Com as velas enfurnadas por esses ventos, a
Nova República plasmou na Constituição Federal de 1988 a ideia de um novo
Estado alicerçado na tese da paz interna e internacional. Para isso, a ordem
que o povo deu por meio dos constituintes às autoridades constituídas foi
“unam-se todos”. As controvérsias sempre existirão, e haverá momentos de
disputa especialmente aguda, mas o método para dirimi-las será o diálogo e a
decisão democraticamente adotada.
Note-se que o texto da Carta embute a
indispensabilidade da oposição, pois seu sentido jurídico-constitucional
determina que ela ajuda a governar, na medida em que critica, contesta,
contradita, contraria, fiscaliza. É natural que haja diferentes correntes de
opinião, distintos grupos com ambição política. Nosso ordenamento
constitucional determina, entretanto, que as diferenças devem ser decididas
pacificamente, de acordo com as leis do país.
E, se vale para os cidadãos, vale também para
as instituições de Estado, que jamais deveriam lançar combustível na fogueira
das paixões políticas. Isso apenas aceleraria a tendência a uma indesejável
radicalização, além de minar a segurança jurídica de que decorre a segurança
social, essencial para os investimentos, o trabalho e o relacionamento entre os
indivíduos e as instituições.
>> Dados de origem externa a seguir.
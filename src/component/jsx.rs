//! @acp:module "JSX Rendering"
//! @acp:summary "Renders an SVG element tree as single-line JSX for a dialect"
//! @acp:domain component
//! @acp:layer service

use crate::svg::{Element, Node};

use super::dialect::{AttributeCase, DialectDescriptor};

/// Characters that cannot appear verbatim in JSX text
const JSX_TEXT_SPECIAL: &[char] = &['{', '}', '<', '>', '&'];

/// Line breaks would split a map entry across lines
const LINE_BREAKS: &[char] = &['\n', '\r'];

/// Render `root` as JSX, spreading `props` onto the root element
pub fn render(root: &Element, descriptor: &DialectDescriptor) -> String {
    let mut out = String::new();
    write_element(root, descriptor, true, &mut out);
    out
}

fn write_element(element: &Element, descriptor: &DialectDescriptor, is_root: bool, out: &mut String) {
    out.push('<');
    out.push_str(&element.name);

    for (key, value) in &element.attributes {
        if let Some(attribute) = render_attribute(key, value, descriptor) {
            out.push(' ');
            out.push_str(&attribute);
        }
    }
    if is_root {
        out.push_str(" {...props}");
    }

    if element.children.is_empty() {
        out.push_str(" />");
        return;
    }

    out.push('>');
    for child in &element.children {
        match child {
            Node::Element(child) => write_element(child, descriptor, false, out),
            Node::Text(text) => out.push_str(&render_text(text)),
        }
    }
    out.push_str("</");
    out.push_str(&element.name);
    out.push('>');
}

fn render_attribute(key: &str, value: &str, descriptor: &DialectDescriptor) -> Option<String> {
    if key == "style" && descriptor.style_object {
        let object = style_object(value)?;
        return Some(format!("style={{{object}}}"));
    }

    let name = match descriptor.attribute_case {
        AttributeCase::Camel => camel_case_attribute(key),
        AttributeCase::Svg => key.to_string(),
    };

    // JSX attribute strings have no escapes; fall back to an expression.
    if value.contains(['"', '&']) || value.contains(LINE_BREAKS) {
        return Some(format!("{name}={{{}}}", json_string(value)));
    }
    Some(format!("{name}=\"{value}\""))
}

/// React spelling of an SVG attribute name
pub fn camel_case_attribute(key: &str) -> String {
    match key {
        "class" => return "className".to_string(),
        "for" => return "htmlFor".to_string(),
        _ => {}
    }
    if key.starts_with("data-") || key.starts_with("aria-") {
        return key.to_string();
    }
    camelize(key, &['-', ':'])
}

fn camelize(key: &str, separators: &[char]) -> String {
    let mut out = String::with_capacity(key.len());
    for (i, segment) in key.split(separators).enumerate() {
        if i == 0 {
            out.push_str(segment);
            continue;
        }
        let mut chars = segment.chars();
        if let Some(first) = chars.next() {
            out.extend(first.to_uppercase());
            out.push_str(chars.as_str());
        }
    }
    out
}

/// `fill:red; stroke-width: 2` -> `{ fill: "red", strokeWidth: "2" }`
fn style_object(style: &str) -> Option<String> {
    let properties: Vec<String> = style
        .split(';')
        .filter_map(|declaration| {
            let (property, value) = declaration.split_once(':')?;
            let property = property.trim();
            let value = value.trim();
            if property.is_empty() || value.is_empty() {
                return None;
            }
            let key = if property.starts_with("--") {
                json_string(property)
            } else {
                camelize(property, &['-'])
            };
            Some(format!("{key}: {}", json_string(value)))
        })
        .collect();

    if properties.is_empty() {
        return None;
    }
    Some(format!("{{ {} }}", properties.join(", ")))
}

fn render_text(text: &str) -> String {
    if text.contains(JSX_TEXT_SPECIAL) || text.contains(LINE_BREAKS) {
        format!("{{{}}}", json_string(text))
    } else {
        text.to_string()
    }
}

fn json_string(value: &str) -> String {
    serde_json::Value::String(value.to_string()).to_string()
}
//! Account addresses and wallet identities are `solana_sdk` public keys.
//! In JSON they travel as base58 strings, the form every cluster client uses.

pub use solana_sdk::pubkey::Pubkey;

/// `#[serde(with = "base58")]` for a single key.
pub mod base58 {
    use serde::{de, Deserialize, Deserializer, Serializer};

    use super::Pubkey;

    pub fn serialize<S: Serializer>(key: &Pubkey, serializer: S) -> Result<S::Ok, S::Error> {
        serializer.collect_str(key)
    }

    pub fn deserialize<'de, D: Deserializer<'de>>(deserializer: D) -> Result<Pubkey, D::Error> {
        let s = String::deserialize(deserializer)?;
        s.parse().map_err(de::Error::custom)
    }

    /// `#[serde(with = "base58::option")]`, `None` is `null`.
    pub mod option {
        use serde::{de, Deserialize, Deserializer, Serializer};

        use super::Pubkey;

        pub fn serialize<S: Serializer>(key: &Option<Pubkey>, serializer: S) -> Result<S::Ok, S::Error> {
            match key {
                Some(key) => serializer.collect_str(key),
                None => serializer.serialize_none(),
            }
        }

        pub fn deserialize<'de, D: Deserializer<'de>>(deserializer: D) -> Result<Option<Pubkey>, D::Error> {
            Option::<String>::deserialize(deserializer)?
                .map(|s| s.parse().map_err(de::Error::custom))
                .transpose()
        }
    }
}
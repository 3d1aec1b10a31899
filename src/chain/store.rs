use async_trait::async_trait;
use serde::Serialize;

use super::accounts::AccountSchema;
use super::pubkey::Pubkey;

#[derive(Debug, thiserror::Error)]
pub enum StoreError {
    #[error("rpc transport error: {0}")]
    Transport(String),

    #[error("rpc error {code}: {message}")]
    Rpc { code: i64, message: String },

    #[error("malformed rpc response: {0}")]
    Malformed(String),
}

/// Byte-equality predicate evaluated by the remote store: the account's data
/// at `offset` must equal the decoded `bytes`.
#[derive(Debug, Clone, PartialEq, Eq, Serialize)]
pub struct MemcmpConstraint {
    pub offset: usize,
    /// base58-encoded expected bytes
    pub bytes: String,
}

impl MemcmpConstraint {
    pub fn identity(offset: usize, key: &Pubkey) -> Self {
        Self {
            offset,
            bytes: key.to_string(),
        }
    }

    pub fn raw(offset: usize, bytes: &[u8]) -> Self {
        Self {
            offset,
            bytes: bs58::encode(bytes).into_string(),
        }
    }

    /// Local evaluation, used where the store has no native filtering.
    #[cfg(test)]
    pub fn matches(&self, data: &[u8]) -> bool {
        let Ok(expected) = bs58::decode(&self.bytes).into_vec() else {
            return false;
        };
        data.get(self.offset..self.offset + expected.len())
            .is_some_and(|window| window == expected.as_slice())
    }
}

/// Raw account data together with its address.
#[derive(Debug, Clone, PartialEq, Eq)]
pub struct KeyedAccount {
    pub address: Pubkey,
    pub data: Vec<u8>,
}

/// Read access to the program's accounts.
#[async_trait]
pub trait RemoteAccountStore: Send + Sync {
    /// All accounts of `schema` satisfying every constraint. An empty
    /// constraint list fetches every account of the schema.
    async fn fetch_all(
        &self,
        schema: AccountSchema,
        constraints: &[MemcmpConstraint],
    ) -> Result<Vec<KeyedAccount>, StoreError>;

    /// The account at `address`, or `None` when it does not exist or is not
    /// an account of `schema`.
    async fn fetch_one(
        &self,
        schema: AccountSchema,
        address: &Pubkey,
    ) -> Result<Option<KeyedAccount>, StoreError>;
}
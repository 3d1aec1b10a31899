use serde::{Deserialize, Serialize};
use validator::Validate;

use super::tracker::RegistrationStatus;
use crate::api::validation::name_bytes;

/// Profile to create for the connected wallet
#[derive(Deserialize, Serialize, Debug, Validate)]
#[serde(rename_all = "camelCase")]
pub struct RegisterUserRequest {
    #[validate(custom(function = "name_bytes"))]
    pub name: String,

    #[serde(default)]
    pub is_client: bool,

    #[serde(default)]
    pub is_freelancer: bool,
}

/// Registration status as rendered to API clients
#[derive(Debug, Serialize)]
pub struct RegistrationView {
    #[serde(flatten)]
    pub status: RegistrationStatus,
    /// The lookup failed, so `unregistered` is not authoritative
    pub indeterminate: bool,
}

impl From<RegistrationStatus> for RegistrationView {
    fn from(status: RegistrationStatus) -> Self {
        let indeterminate = status.is_indeterminate();
        Self { status, indeterminate }
    }
}

#[derive(Debug, Serialize)]
pub struct RegistrationResponse {
    pub message: String,
    pub signature: String,
    pub registration: RegistrationView,
}
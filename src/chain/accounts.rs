//! Account types owned by the freelancing program.
//!
//! Every account starts with an 8-byte discriminator (`sha256("account:<Name>")[..8]`)
//! followed by its Borsh-encoded fields. The job layout keeps both identities in fixed
//! 32-byte slots right after the discriminator so they can be matched remotely:
//!
//! ```text
//! 0        8         40            72
//! | disc   | client  | freelancer  | job_id | title | description | budget | deadline | status | created_at | updated_at | bids |
//! ```

use borsh::{BorshDeserialize, BorshSerialize};
use serde::de::{self, Deserializer, IgnoredAny, MapAccess, Visitor};
use serde::ser::{SerializeMap, Serializer};
use serde::{Deserialize, Serialize};
use std::fmt;
use std::str::FromStr;

use super::pubkey::{base58, Pubkey};

pub const DISCRIMINATOR_LEN: usize = 8;
const PUBKEY_LEN: usize = 32;

/// Offset of `JobRecord::client` inside job account data.
pub const CLIENT_OFFSET: usize = DISCRIMINATOR_LEN;

/// Offset of `JobRecord::freelancer` inside job account data.
pub const FREELANCER_OFFSET: usize = DISCRIMINATOR_LEN + PUBKEY_LEN;

pub const MAX_TITLE_LEN: usize = 100;
pub const MAX_DESCRIPTION_LEN: usize = 1000;
pub const MAX_NAME_LEN: usize = 100;
pub const MAX_PROPOSAL_LEN: usize = 1000;
pub const MAX_URL_LEN: usize = 500;

#[derive(Debug, Clone, PartialEq, Eq, thiserror::Error)]
pub enum LayoutError {
    #[error("discriminator does not match a {0} account")]
    WrongDiscriminator(&'static str),

    #[error("undecodable {schema} account: {reason}")]
    Decode { schema: &'static str, reason: String },

    #[error("field {field} is {len} bytes, limit is {max}")]
    FieldTooLong {
        field: &'static str,
        len: usize,
        max: usize,
    },
}

/// Account types the gateway knows how to fetch and decode.
#[derive(Debug, Clone, Copy, PartialEq, Eq)]
pub enum AccountSchema {
    Job,
    User,
}

impl AccountSchema {
    pub const fn discriminator(self) -> [u8; DISCRIMINATOR_LEN] {
        match self {
            // sha256("account:Job")[..8]
            AccountSchema::Job => [75, 124, 80, 203, 161, 180, 202, 80],
            // sha256("account:User")[..8]
            AccountSchema::User => [159, 117, 95, 227, 239, 151, 58, 236],
        }
    }

    pub const fn name(self) -> &'static str {
        match self {
            AccountSchema::Job => "job",
            AccountSchema::User => "user",
        }
    }

    pub fn matches(self, data: &[u8]) -> bool {
        data.len() >= DISCRIMINATOR_LEN && data[..DISCRIMINATOR_LEN] == self.discriminator()
    }

    /// Borsh body after the discriminator. Trailing bytes (unused account space) are ignored.
    fn deserialize<T: BorshDeserialize>(self, data: &[u8]) -> Result<T, LayoutError> {
        if !self.matches(data) {
            return Err(LayoutError::WrongDiscriminator(self.name()));
        }
        let mut body = &data[DISCRIMINATOR_LEN..];
        T::deserialize(&mut body).map_err(|e| LayoutError::Decode {
            schema: self.name(),
            reason: e.to_string(),
        })
    }

    #[cfg(test)]
    fn serialize<T: BorshSerialize>(self, body: &T) -> Vec<u8> {
        let mut data = self.discriminator().to_vec();
        body.serialize(&mut data).unwrap();
        data
    }
}

fn check_len(field: &'static str, value: &str, max: usize) -> Result<(), LayoutError> {
    if value.len() > max {
        return Err(LayoutError::FieldTooLong {
            field,
            len: value.len(),
            max,
        });
    }
    Ok(())
}

/// Lifecycle of a job. Transitions belong to the program; the gateway only reads.
#[derive(Debug, Clone, Copy, PartialEq, Eq, Hash, BorshSerialize, BorshDeserialize)]
pub enum JobStatus {
    Open,
    InProgress,
    Completed,
    Cancelled,
    Disputed,
}

impl JobStatus {
    pub const ALL: [JobStatus; 5] = [
        JobStatus::Open,
        JobStatus::InProgress,
        JobStatus::Completed,
        JobStatus::Cancelled,
        JobStatus::Disputed,
    ];

    pub const fn tag(self) -> &'static str {
        match self {
            JobStatus::Open => "open",
            JobStatus::InProgress => "inProgress",
            JobStatus::Completed => "completed",
            JobStatus::Cancelled => "cancelled",
            JobStatus::Disputed => "disputed",
        }
    }

    /// Tags are recognized regardless of case: `Completed` and `completed` are the same status.
    pub fn from_tag(tag: &str) -> Option<Self> {
        Self::ALL
            .into_iter()
            .find(|status| status.tag().eq_ignore_ascii_case(tag))
    }
}

impl fmt::Display for JobStatus {
    fn fmt(&self, f: &mut fmt::Formatter<'_>) -> fmt::Result {
        f.write_str(self.tag())
    }
}

impl FromStr for JobStatus {
    type Err = String;

    fn from_str(s: &str) -> Result<Self, Self::Err> {
        Self::from_tag(s).ok_or_else(|| format!("unknown job status: {}", s))
    }
}

// JSON form is a single-key map, e.g. `{"inProgress": {}}`.
impl Serialize for JobStatus {
    fn serialize<S: Serializer>(&self, serializer: S) -> Result<S::Ok, S::Error> {
        let mut map = serializer.serialize_map(Some(1))?;
        map.serialize_entry(self.tag(), &serde_json::Map::new())?;
        map.end()
    }
}

impl<'de> Deserialize<'de> for JobStatus {
    fn deserialize<D: Deserializer<'de>>(deserializer: D) -> Result<Self, D::Error> {
        struct TaggedStatus;

        impl<'de> Visitor<'de> for TaggedStatus {
            type Value = JobStatus;

            fn expecting(&self, f: &mut fmt::Formatter) -> fmt::Result {
                f.write_str("a map with exactly one job status key")
            }

            fn visit_map<A: MapAccess<'de>>(self, mut map: A) -> Result<JobStatus, A::Error> {
                let tag: String = map
                    .next_key()?
                    .ok_or_else(|| de::Error::invalid_length(0, &self))?;
                map.next_value::<IgnoredAny>()?;

                if map.next_key::<IgnoredAny>()?.is_some() {
                    return Err(de::Error::custom("job status has more than one tag set"));
                }

                JobStatus::from_tag(&tag)
                    .ok_or_else(|| de::Error::unknown_variant(&tag, &["open", "inProgress", "completed", "cancelled", "disputed"]))
            }
        }

        deserializer.deserialize_map(TaggedStatus)
    }
}

/// A freelancer's standing offer on a job.
#[derive(Debug, Clone, PartialEq, Eq, Serialize, Deserialize, BorshSerialize, BorshDeserialize)]
#[serde(rename_all = "camelCase")]
pub struct Bid {
    #[serde(with = "base58")]
    pub freelancer: Pubkey,
    pub amount: u64,
}

/// One posted job as stored by the program.
#[derive(Debug, Clone, PartialEq, Eq, Serialize, Deserialize)]
#[serde(rename_all = "camelCase")]
pub struct JobRecord {
    #[serde(with = "base58")]
    pub client: Pubkey,
    #[serde(with = "base58::option")]
    pub freelancer: Option<Pubkey>,
    pub job_id: u64,
    pub title: String,
    pub description: String,
    pub budget: u64,
    pub deadline: i64,
    pub status: JobStatus,
    pub created_at: i64,
    pub updated_at: i64,
    #[serde(default)]
    pub bids: Vec<Bid>,
}

/// Job account body. An unassigned freelancer is the all-zero key.
#[derive(BorshSerialize, BorshDeserialize)]
struct JobAccount {
    client: Pubkey,
    freelancer: Pubkey,
    job_id: u64,
    title: String,
    description: String,
    budget: u64,
    deadline: i64,
    status: JobStatus,
    created_at: i64,
    updated_at: i64,
    bids: Vec<Bid>,
}

impl JobRecord {
    pub fn decode(data: &[u8]) -> Result<Self, LayoutError> {
        let account: JobAccount = AccountSchema::Job.deserialize(data)?;
        check_len("title", &account.title, MAX_TITLE_LEN)?;
        check_len("description", &account.description, MAX_DESCRIPTION_LEN)?;

        Ok(JobRecord {
            client: account.client,
            freelancer: Some(account.freelancer).filter(|key| *key != Pubkey::default()),
            job_id: account.job_id,
            title: account.title,
            description: account.description,
            budget: account.budget,
            deadline: account.deadline,
            status: account.status,
            created_at: account.created_at,
            updated_at: account.updated_at,
            bids: account.bids,
        })
    }

    /// Assigned to `freelancer` or carrying one of their bids.
    pub fn involves(&self, freelancer: &Pubkey) -> bool {
        self.freelancer.as_ref() == Some(freelancer) || self.bids.iter().any(|bid| bid.freelancer == *freelancer)
    }

    #[cfg(test)]
    pub fn encode(&self) -> Vec<u8> {
        AccountSchema::Job.serialize(&JobAccount {
            client: self.client,
            freelancer: self.freelancer.unwrap_or_default(),
            job_id: self.job_id,
            title: self.title.clone(),
            description: self.description.clone(),
            budget: self.budget,
            deadline: self.deadline,
            status: self.status,
            created_at: self.created_at,
            updated_at: self.updated_at,
            bids: self.bids.clone(),
        })
    }
}

/// Head of a user profile account. Resume data and counters after
/// `created_at` are not decoded.
#[derive(Debug, Clone, PartialEq, Eq, Serialize, Deserialize, BorshSerialize, BorshDeserialize)]
#[serde(rename_all = "camelCase")]
pub struct UserProfile {
    #[serde(with = "base58")]
    pub authority: Pubkey,
    pub name: String,
    pub is_client: bool,
    pub is_freelancer: bool,
    pub reputation: u64,
    pub completed_jobs: u64,
    pub created_at: i64,
}

impl UserProfile {
    pub fn decode(data: &[u8]) -> Result<Self, LayoutError> {
        let profile: UserProfile = AccountSchema::User.deserialize(data)?;
        check_len("name", &profile.name, MAX_NAME_LEN)?;
        Ok(profile)
    }

    #[cfg(test)]
    pub fn encode(&self) -> Vec<u8> {
        let mut data = AccountSchema::User.serialize(self);
        // resume: None, then seven trailing counters
        data.push(0);
        data.extend_from_slice(&[0u8; 7 * 8]);
        data
    }
}


#[cfg(test)]
mod tests {
    use super::fixtures::*;
    use super::*;
    use serde_json::json;
    use solana_sha256_hasher::hash;

    fn key(n: u8) -> Pubkey {
        Pubkey::new_from_array([n; 32])
    }

    #[test]
    fn discriminators_are_account_name_hashes() {
        for (schema, name) in [(AccountSchema::Job, "Job"), (AccountSchema::User, "User")] {
            let digest = hash(format!("account:{}", name).as_bytes()).to_bytes();
            assert_eq!(schema.discriminator(), digest[..8]);
        }
    }

    #[test]
    fn identity_fields_sit_at_constraint_offsets() {
        let (client, freelancer) = (key(1), key(2));
        let data = job(client, Some(freelancer), JobStatus::Open).encode();

        assert_eq!(&data[CLIENT_OFFSET..CLIENT_OFFSET + 32], client.as_ref());
        assert_eq!(&data[FREELANCER_OFFSET..FREELANCER_OFFSET + 32], freelancer.as_ref());
    }

    #[test]
    fn job_decodes_from_account_data() {
        let mut record = job(key(1), None, JobStatus::Disputed);
        record.bids.push(Bid {
            freelancer: key(5),
            amount: 250,
        });

        let decoded = JobRecord::decode(&record.encode()).unwrap();
        assert_eq!(decoded, record);
        assert_eq!(decoded.freelancer, None);
    }

    #[test]
    fn unused_account_space_is_ignored() {
        let record = job(key(1), None, JobStatus::Open);
        let mut data = record.encode();
        data.extend_from_slice(&[0u8; 64]);
        assert_eq!(JobRecord::decode(&data).unwrap(), record);
    }

    #[test]
    fn job_with_wrong_discriminator_is_rejected() {
        let profile = user(key(1));
        assert_eq!(
            JobRecord::decode(&profile.encode()),
            Err(LayoutError::WrongDiscriminator("job"))
        );
    }

    #[test]
    fn truncated_job_is_rejected() {
        let data = job(key(1), None, JobStatus::Open).encode();
        assert!(matches!(
            JobRecord::decode(&data[..data.len() - 8]),
            Err(LayoutError::Decode { schema: "job", .. })
        ));
    }

    #[test]
    fn unknown_status_byte_is_rejected() {
        let mut data = job(key(1), None, JobStatus::Open).encode();
        // status, two timestamps, then the empty bid vector's length prefix
        let status_at = data.len() - 4 - 16 - 1;
        data[status_at] = 9;
        assert!(matches!(JobRecord::decode(&data), Err(LayoutError::Decode { .. })));
    }

    #[test]
    fn oversized_title_is_rejected() {
        let mut record = job(key(1), None, JobStatus::Open);
        record.title = "é".repeat(60);
        assert_eq!(
            JobRecord::decode(&record.encode()),
            Err(LayoutError::FieldTooLong {
                field: "title",
                len: 120,
                max: MAX_TITLE_LEN
            })
        );
    }

    #[test]
    fn user_profile_ignores_trailing_resume() {
        let profile = user(key(4));
        assert_eq!(UserProfile::decode(&profile.encode()).unwrap(), profile);
    }

    #[test]
    fn involvement_covers_assignment_and_bids() {
        let freelancer = key(5);
        let assigned = job(key(1), Some(freelancer), JobStatus::InProgress);
        assert!(assigned.involves(&freelancer));

        let mut bidding = job(key(1), None, JobStatus::Open);
        assert!(!bidding.involves(&freelancer));
        bidding.bids.push(Bid { freelancer, amount: 10 });
        assert!(bidding.involves(&freelancer));
        assert!(!bidding.involves(&key(6)));
    }

    #[test]
    fn status_json_is_single_key_map() {
        assert_eq!(serde_json::to_value(JobStatus::InProgress).unwrap(), json!({"inProgress": {}}));

        let parsed: JobStatus = serde_json::from_value(json!({"Completed": {}})).unwrap();
        assert_eq!(parsed, JobStatus::Completed);

        let parsed: JobStatus = serde_json::from_value(json!({"INPROGRESS": {}})).unwrap();
        assert_eq!(parsed, JobStatus::InProgress);
    }

    #[test]
    fn status_json_with_zero_or_many_tags_is_rejected() {
        assert!(serde_json::from_value::<JobStatus>(json!({})).is_err());
        assert!(serde_json::from_value::<JobStatus>(json!({"open": {}, "disputed": {}})).is_err());
        assert!(serde_json::from_value::<JobStatus>(json!({"archived": {}})).is_err());
        assert!(serde_json::from_value::<JobStatus>(json!("open")).is_err());
    }

    #[test]
    fn job_record_json_matches_client_library_shape() {
        let record = job(key(1), None, JobStatus::Open);
        let value = serde_json::to_value(&record).unwrap();
        assert_eq!(value["client"], json!(key(1).to_string()));
        assert_eq!(value["status"], json!({"open": {}}));
        assert_eq!(value["freelancer"], json!(null));
        assert_eq!(value["jobId"], json!(1));
        assert_eq!(value["bids"], json!([]));

        let back: JobRecord = serde_json::from_value(value).unwrap();
        assert_eq!(back, record);
    }
}
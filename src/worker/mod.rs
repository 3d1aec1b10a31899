pub mod registration_watcher;

pub use registration_watcher::RegistrationWatcher;
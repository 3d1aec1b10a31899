//! Client-side view of the on-chain freelance program.

pub mod accounts;
pub mod instruction;
pub mod pubkey;
pub mod rpc;
pub mod store;
pub mod transaction;
use solana_sdk::signer::Signer;
use std::sync::Arc;
use tracing::{error, info, warn};
use validator::Validate;

use crate::api::error::ServiceError;
use crate::api::validation::describe_errors;
use crate::chain::accounts::{AccountSchema, UserProfile};
use crate::chain::instruction::{self, user_address};
use crate::chain::pubkey::Pubkey;
use crate::chain::store::RemoteAccountStore;
use crate::chain::transaction::{TransactionError, TransactionSubmitter};
use crate::wallet::Caller;

use super::models::{RegisterUserRequest, RegistrationResponse, RegistrationView};
use super::tracker::RegistrationTracker;

/// User service containing profile lookups and registration
pub struct UserService {
    store: Arc<dyn RemoteAccountStore>,
    submitter: Arc<dyn TransactionSubmitter>,
    tracker: Arc<RegistrationTracker>,
    program_id: Pubkey,
}

impl UserService {
    pub fn new(
        store: Arc<dyn RemoteAccountStore>,
        submitter: Arc<dyn TransactionSubmitter>,
        tracker: Arc<RegistrationTracker>,
        program_id: Pubkey,
    ) -> Self {
        Self {
            store,
            submitter,
            tracker,
            program_id,
        }
    }

    pub fn tracker(&self) -> &RegistrationTracker {
        &self.tracker
    }

    /// Create the connected wallet's profile account
    ///
    /// # Business Logic
    /// - Validates the request before touching the network
    /// - Signs and submits `register_user`
    /// - Re-runs the registration check once the transaction is confirmed
    pub async fn register_user(
        &self,
        caller: &Caller,
        request: &RegisterUserRequest,
    ) -> Result<RegistrationResponse, ServiceError> {
        request.validate().map_err(|errors| {
            let message = describe_errors(&errors);
            warn!("Service: Registration rejected: {}", message);
            ServiceError::ValidationError(message)
        })?;
        let signer = caller.signer().ok_or(ServiceError::Unauthenticated)?;

        info!("Service: Registering user '{}' for {}", request.name, signer.pubkey());

        let ix = instruction::register_user(
            &self.program_id,
            &signer.pubkey(),
            &request.name,
            request.is_client,
            request.is_freelancer,
        )
        .map_err(TransactionError::from)?;

        let signature = self.submitter.submit(ix, signer).await?;
        info!("Service: User registered with signature={}", signature);

        let registration = RegistrationView::from(self.tracker.refresh().await);

        Ok(RegistrationResponse {
            message: "User registered successfully".to_string(),
            signature,
            registration,
        })
    }

    /// Profile owned by `authority`, if one has been registered.
    pub async fn fetch_user_by_address(
        &self,
        caller: &Caller,
        authority: &Pubkey,
    ) -> Result<Option<UserProfile>, ServiceError> {
        caller.identity().ok_or(ServiceError::Unauthenticated)?;

        let address = user_address(&self.program_id, authority);

        let account = self
            .store
            .fetch_one(AccountSchema::User, &address)
            .await
            .map_err(|e| {
                error!("Service: Failed to fetch user profile {}: {}", address, e);
                ServiceError::RemoteFetch(e.to_string())
            })?;

        account
            .map(|account| UserProfile::decode(&account.data))
            .transpose()
            .map_err(|e| {
                error!("Service: Undecodable user profile {}: {}", address, e);
                ServiceError::RemoteFetch(e.to_string())
            })
    }
}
Cumprir rigorosamente o sistema normativo é
perseguir a paz.
E o Supremo Tribunal Federal será sempre o
primeiro e maior interessado em cumprir a regra à risca. Até por ser última
instância do Judiciário e guardar a responsabilidade do controle
constitucional.
Não haverá no Brasil desenvolvimento e
justiça social sem paz política, e esta não terá permanência se todos os
segmentos sociais e políticos não se sentirem participantes legítimos do jogo,
submetidos às mesmas regras que os adversários e com possibilidade real de
alcançar seus objetivos dentro da lei e da ordem. É sabido que a força da lei
reside não apenas na força do Estado para impô-la, mas principalmente na crença
social de que ela vale para todos.
Transformar a natural polarização,
característica de todas as sociedades, em radicalização pode gerar prêmios
imediatos em poder e glória, especialmente nesta nossa era de digitalização e
interconexão ubíquas. Mas será ilusão, e, como toda ilusão, passageira. Ainda
que proporcione vitórias eleitorais momentâneas. O exercício do poder com
sabedoria demanda, além da capacidade de exercer a força, o talento para
construir consensos.
Daí decorre o conceito de legitimidade. E
nenhum poder se sustenta sem isso.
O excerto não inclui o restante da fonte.